We took a scenic mountain road back to the hotel stopping by a shop selling shells and puffer fish who looked surprised to see us.

Day 7 – Not going to the Leper Island

One of the couples here who has been to the hotel 25 times (!) advised us that we should drive to Plakis to get the boat to Spinalonga, the old leper colony as it was a shorter journey . We got there but changed our minds about the boat trip as there would be very little shade on the island, it was blistering hot and there was little if any in the way of museum or interpretation. So we looked at it from afar and imagined it as per the Victoria Hislop novel and tv series.

Instead we went to a wonderful beach called Voulisma which was about a 45 minute drive south. We arrived around 11am after some detours already the car park was beginning to fill. The loungers cost €15 but had a good bit of shade and a drinks service.

The beach was amazing: soft sand, blue, ultra- clear warm water and with fish for Una’s last snorkel of the holiday.

After a couple of hours the beach was rammed and we decided to take the old road home and relax by the pool after lunch.

Dinner was in the Elounda Heights hotel where the owner did a flight of local wines with four courses freshly prepared from local ingredients.

Day 8 – Homeward bound

Sunrise was fantastic.

The Greek government has tightened up the rules in the Herkalion area which means masks must be worn pretty much continuously even outside or in your own car which makes little sense.
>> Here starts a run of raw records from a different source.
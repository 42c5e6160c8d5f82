//! Core types of `nfc-oob`
//!
//! These are the types shared by the other crates of `nfc-oob`. The most important one is the
//! [`EncodeBuffer`](buffer::EncodeBuffer), the buffer every encoder of advertising data is handed.
#![no_std]
#![cfg_attr(docsrs, feature(doc_auto_cfg))]

#[cfg(feature = "alloc")]
extern crate alloc;

#[cfg(feature = "std")]
extern crate std;

pub mod buffer;

/// A Bluetooth device address
///
/// The address is stored in the same little endian byte order used when it is sent within a
/// Bluetooth packet, so the first byte is the least significant byte of the address.
#[derive(Copy, Clone, Debug, Default, PartialEq, Eq, Hash, PartialOrd, Ord)]
#[cfg_attr(feature = "serde", derive(serde::Serialize, serde::Deserialize))]
pub struct BluetoothDeviceAddress(pub [u8; 6]);

impl BluetoothDeviceAddress {
    /// The number of bytes within a Bluetooth device address
    pub const LEN: usize = 6;

    /// Create a `BluetoothDeviceAddress` where every byte is zero
    pub const fn zeroed() -> Self {
        BluetoothDeviceAddress([0; 6])
    }
}

impl From<[u8; 6]> for BluetoothDeviceAddress {
    fn from(a: [u8; 6]) -> Self {
        BluetoothDeviceAddress(a)
    }
}

impl core::ops::Deref for BluetoothDeviceAddress {
    type Target = [u8; 6];

    fn deref(&self) -> &Self::Target {
        &self.0
    }
}

impl core::ops::DerefMut for BluetoothDeviceAddress {
    fn deref_mut(&mut self) -> &mut Self::Target {
        &mut self.0
    }
}

impl core::fmt::Display for BluetoothDeviceAddress {
    fn fmt(&self, f: &mut core::fmt::Formatter<'_>) -> core::fmt::Result {
        // displayed most significant byte first
        write!(
            f,
            "{:02X}:{:02X}:{:02X}:{:02X}:{:02X}:{:02X}",
            self.0[5], self.0[4], self.0[3], self.0[2], self.0[1], self.0[0]
        )
    }
}
//! Positions of the secret values within encoded OOB data
//!
//! The TK value and the LE Secure Connections confirm and random values are regenerated by the
//! security manager while the encoded OOB data is still in use (for example the NFC tag keeps
//! presenting the same message). Instead of encoding the data again, the new values are written
//! over the old ones at the positions recorded when the data was encoded.
//!
//! A [`PositionRegistry`] does not own the buffer of the encoded data, it only stores offsets into
//! it. Every record carries the *generation* of the registry it was made in, and the registry
//! generation is advanced by [`invalidate`](PositionRegistry::invalidate). Invalidate the registry
//! whenever the buffer is freed or encoded again, then any copy of an old record is rejected
//! instead of writing into unrelated data.
//!
//! Overwriting is always checked against the buffer given. The recorded payload must be within
//! the buffer and the byte before the payload must still be the AD type of the record.

use core::fmt;
use nfc_oob_gap::assigned::sc_confirm_value::ScConfirmValue;
use nfc_oob_gap::assigned::sc_random_value::ScRandomValue;
use nfc_oob_gap::assigned::security_manager_tk_value::SecurityManagerTkValue;

/// The kind of position within a [`PositionRegistry`]
#[derive(Debug, Clone, Copy, PartialEq, Eq, Hash)]
pub enum RegistryKind {
    /// The position of a TK value
    TkValue,
    /// The positions of the LE Secure Connections confirm and random values
    LescData,
}

impl fmt::Display for RegistryKind {
    fn fmt(&self, f: &mut fmt::Formatter<'_>) -> fmt::Result {
        match self {
            RegistryKind::TkValue => f.write_str("TK value"),
            RegistryKind::LescData => f.write_str("LE Secure Connections data"),
        }
    }
}

/// The location of a payload within the encoded data
#[derive(Debug, Clone, Copy, PartialEq, Eq, Hash)]
pub struct PositionRecord {
    ad_type: u8,
    offset: usize,
    len: usize,
    generation: u32,
}

impl PositionRecord {
    /// The AD type of the structure containing the payload
    pub fn ad_type(&self) -> u8 {
        self.ad_type
    }

    /// The offset of the first byte of the payload
    pub fn offset(&self) -> usize {
        self.offset
    }

    /// The length of the payload
    pub fn len(&self) -> usize {
        self.len
    }

    pub fn is_empty(&self) -> bool {
        self.len == 0
    }

    /// The generation of the registry this record was made in
    pub fn generation(&self) -> u32 {
        self.generation
    }

    /// The byte range of the payload
    pub fn range(&self) -> core::ops::Range<usize> {
        self.offset..self.offset + self.len
    }
}

/// The positions of the LE Secure Connections confirm and random values
#[derive(Debug, Clone, Copy, PartialEq, Eq, Hash)]
pub struct LescPosition {
    pub confirm: PositionRecord,
    pub random: PositionRecord,
}

/// Error for accessing a payload through a [`PositionRecord`]
#[derive(Debug, Clone, Copy, PartialEq, Eq, thiserror::Error)]
pub enum RegistryError {
    #[error("the record was made in generation {record} but the registry is at generation {current}")]
    StaleRecord { record: u32, current: u32 },
    #[error("payload at offset {offset} of {len} bytes is outside of the buffer of {buffer_len} bytes")]
    OutOfBounds { offset: usize, len: usize, buffer_len: usize },
    #[error("expected AD type {expected:#04x} before the payload but found {found:#04x}")]
    TypeMismatch { expected: u8, found: u8 },
    #[error("the payload is {expected} bytes but {found} bytes were given")]
    LengthMismatch { expected: usize, found: usize },
}

/// Registry of the payload positions of the secret OOB values
///
/// The TK positions are a group. Every TK value that is encoded while the registry has a free TK
/// slot is recorded, and [`update_tk`](PositionRegistry::update_tk) writes the new TK to all of
/// them. This is for when the same data is encoded more than once (such as into multiple NDEF
/// records) and every copy must carry the current TK.
///
/// The number of slots is set by `TK_SLOTS` and `LESC_SLOTS`.
#[derive(Debug, Clone)]
pub struct PositionRegistry<const TK_SLOTS: usize = 1, const LESC_SLOTS: usize = 1> {
    tk: [Option<PositionRecord>; TK_SLOTS],
    lesc: [Option<LescPosition>; LESC_SLOTS],
    generation: u32,
}

impl<const TK_SLOTS: usize, const LESC_SLOTS: usize> Default for PositionRegistry<TK_SLOTS, LESC_SLOTS> {
    fn default() -> Self {
        Self::new()
    }
}

impl<const TK_SLOTS: usize, const LESC_SLOTS: usize> PositionRegistry<TK_SLOTS, LESC_SLOTS> {
    /// Create an empty registry
    pub fn new() -> Self {
        PositionRegistry {
            tk: [None; TK_SLOTS],
            lesc: [None; LESC_SLOTS],
            generation: 0,
        }
    }

    /// The current generation
    pub fn generation(&self) -> u32 {
        self.generation
    }

    /// Check if nothing is recorded
    pub fn is_empty(&self) -> bool {
        self.tk.iter().all(Option::is_none) && self.lesc.iter().all(Option::is_none)
    }

    /// Check if there is a free slot of `kind`
    pub fn has_free_slot(&self, kind: RegistryKind) -> bool {
        match kind {
            RegistryKind::TkValue => self.tk.iter().any(Option::is_none),
            RegistryKind::LescData => self.lesc.iter().any(Option::is_none),
        }
    }

    /// Iterate over the recorded TK positions
    pub fn tk_positions(&self) -> impl Iterator<Item = &PositionRecord> + '_ {
        self.tk.iter().filter_map(Option::as_ref)
    }

    /// Iterate over the recorded LE Secure Connections positions
    pub fn lesc_positions(&self) -> impl Iterator<Item = &LescPosition> + '_ {
        self.lesc.iter().filter_map(Option::as_ref)
    }

    /// Get the TK position within `slot`
    pub fn tk_position(&self, slot: usize) -> Option<PositionRecord> {
        self.tk.get(slot).copied().flatten()
    }

    /// Get the LE Secure Connections position within `slot`
    pub fn lesc_position(&self, slot: usize) -> Option<LescPosition> {
        self.lesc.get(slot).copied().flatten()
    }

    /// Record the position of a TK payload
    ///
    /// The slot of the record is returned, or `None` if every TK slot is used.
    pub fn register_tk(&mut self, offset: usize) -> Option<usize> {
        let record = self.record(SecurityManagerTkValue::assigned_type(), offset, SecurityManagerTkValue::DATA_LEN);

        Self::insert(&mut self.tk, record)
    }

    /// Record the positions of the LE Secure Connections confirm and random payloads
    ///
    /// The slot of the record is returned, or `None` if every LE Secure Connections slot is used.
    pub fn register_lesc(&mut self, confirm_offset: usize, random_offset: usize) -> Option<usize> {
        let position = LescPosition {
            confirm: self.record(ScConfirmValue::assigned_type(), confirm_offset, ScConfirmValue::DATA_LEN),
            random: self.record(ScRandomValue::assigned_type(), random_offset, ScRandomValue::DATA_LEN),
        };

        Self::insert(&mut self.lesc, position)
    }

    /// Remove a record
    pub fn remove(&mut self, kind: RegistryKind, slot: usize) {
        match kind {
            RegistryKind::TkValue => {
                if let Some(entry) = self.tk.get_mut(slot) {
                    *entry = None
                }
            }
            RegistryKind::LescData => {
                if let Some(entry) = self.lesc.get_mut(slot) {
                    *entry = None
                }
            }
        }
    }

    /// Invalidate every record
    ///
    /// All slots are freed and the generation is advanced, so copies of the records made before
    /// this call can no longer be used to access a buffer.
    pub fn invalidate(&mut self) {
        self.tk = [None; TK_SLOTS];
        self.lesc = [None; LESC_SLOTS];
        self.generation = self.generation.wrapping_add(1);

        log::debug!("(OOB) position registry invalidated, generation is now {}", self.generation);
    }

    /// Get the payload of a record from `buffer`
    pub fn read<'a>(&self, record: &PositionRecord, buffer: &'a [u8]) -> Result<&'a [u8], RegistryError> {
        self.check(record, buffer)?;

        Ok(&buffer[record.range()])
    }

    /// Overwrite the payload of a record within `buffer`
    ///
    /// `payload` must be the same length as the recorded payload.
    pub fn overwrite(&self, record: &PositionRecord, buffer: &mut [u8], payload: &[u8]) -> Result<(), RegistryError> {
        if payload.len() != record.len {
            return Err(RegistryError::LengthMismatch {
                expected: record.len,
                found: payload.len(),
            });
        }

        self.check(record, buffer)?;

        buffer[record.range()].copy_from_slice(payload);

        Ok(())
    }

    /// Write a new TK to every recorded TK position
    ///
    /// Every record is checked before anything is written, so either all TK payloads are updated
    /// or none of them are. The number of updated payloads is returned.
    pub fn update_tk(&self, buffer: &mut [u8], tk: &SecurityManagerTkValue) -> Result<usize, RegistryError> {
        for record in self.tk_positions() {
            self.check(record, buffer)?;
        }

        let mut count = 0;

        for record in self.tk_positions() {
            tk.write_payload(&mut buffer[record.range()]);

            count += 1;
        }

        log::trace!("(OOB) updated {} TK value(s)", count);

        Ok(count)
    }

    /// Write new LE Secure Connections values to every recorded position
    ///
    /// Like `update_tk`, either every position is updated or none are. The number of updated
    /// confirm and random pairs is returned.
    pub fn update_lesc(
        &self,
        buffer: &mut [u8],
        confirm: &ScConfirmValue,
        random: &ScRandomValue,
    ) -> Result<usize, RegistryError> {
        for position in self.lesc_positions() {
            self.check(&position.confirm, buffer)?;
            self.check(&position.random, buffer)?;
        }

        let mut count = 0;

        for position in self.lesc_positions() {
            buffer[position.confirm.range()].copy_from_slice(&confirm.0);
            buffer[position.random.range()].copy_from_slice(&random.0);

            count += 1;
        }

        log::trace!("(OOB) updated {} LE Secure Connections value pair(s)", count);

        Ok(count)
    }

    fn record(&self, ad_type: u8, offset: usize, len: usize) -> PositionRecord {
        PositionRecord {
            ad_type,
            offset,
            len,
            generation: self.generation,
        }
    }

    fn insert<T>(slots: &mut [Option<T>], value: T) -> Option<usize> {
        let (slot, entry) = slots.iter_mut().enumerate().find(|(_, entry)| entry.is_none())?;

        *entry = Some(value);

        Some(slot)
    }

    fn check(&self, record: &PositionRecord, buffer: &[u8]) -> Result<(), RegistryError> {
        if record.generation != self.generation {
            return Err(RegistryError::StaleRecord {
                record: record.generation,
                current: self.generation,
            });
        }

        let out_of_bounds = RegistryError::OutOfBounds {
            offset: record.offset,
            len: record.len,
            buffer_len: buffer.len(),
        };

        let end = record.offset.checked_add(record.len).ok_or(out_of_bounds)?;

        if record.offset == 0 || end > buffer.len() {
            return Err(out_of_bounds);
        }

        let found = buffer[record.offset - 1];

        if found != record.ad_type {
            return Err(RegistryError::TypeMismatch {
                expected: record.ad_type,
                found,
            });
        }

        Ok(())
    }
}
Then again our own government is pretty messed up in the messaging as well – with quarantine being worse than lock-down, bars on countries with rates lower than the UK, no acknowledgement of people with covid immunity and yet pumping multi-millions into vaccines which would be useless if there wasn’t immunity and so on.

We felt very lucky to have had our holiday in Crete just before it went on the quarantine list and feel very sorry for all in Crete who depend on tourism for their livelihood.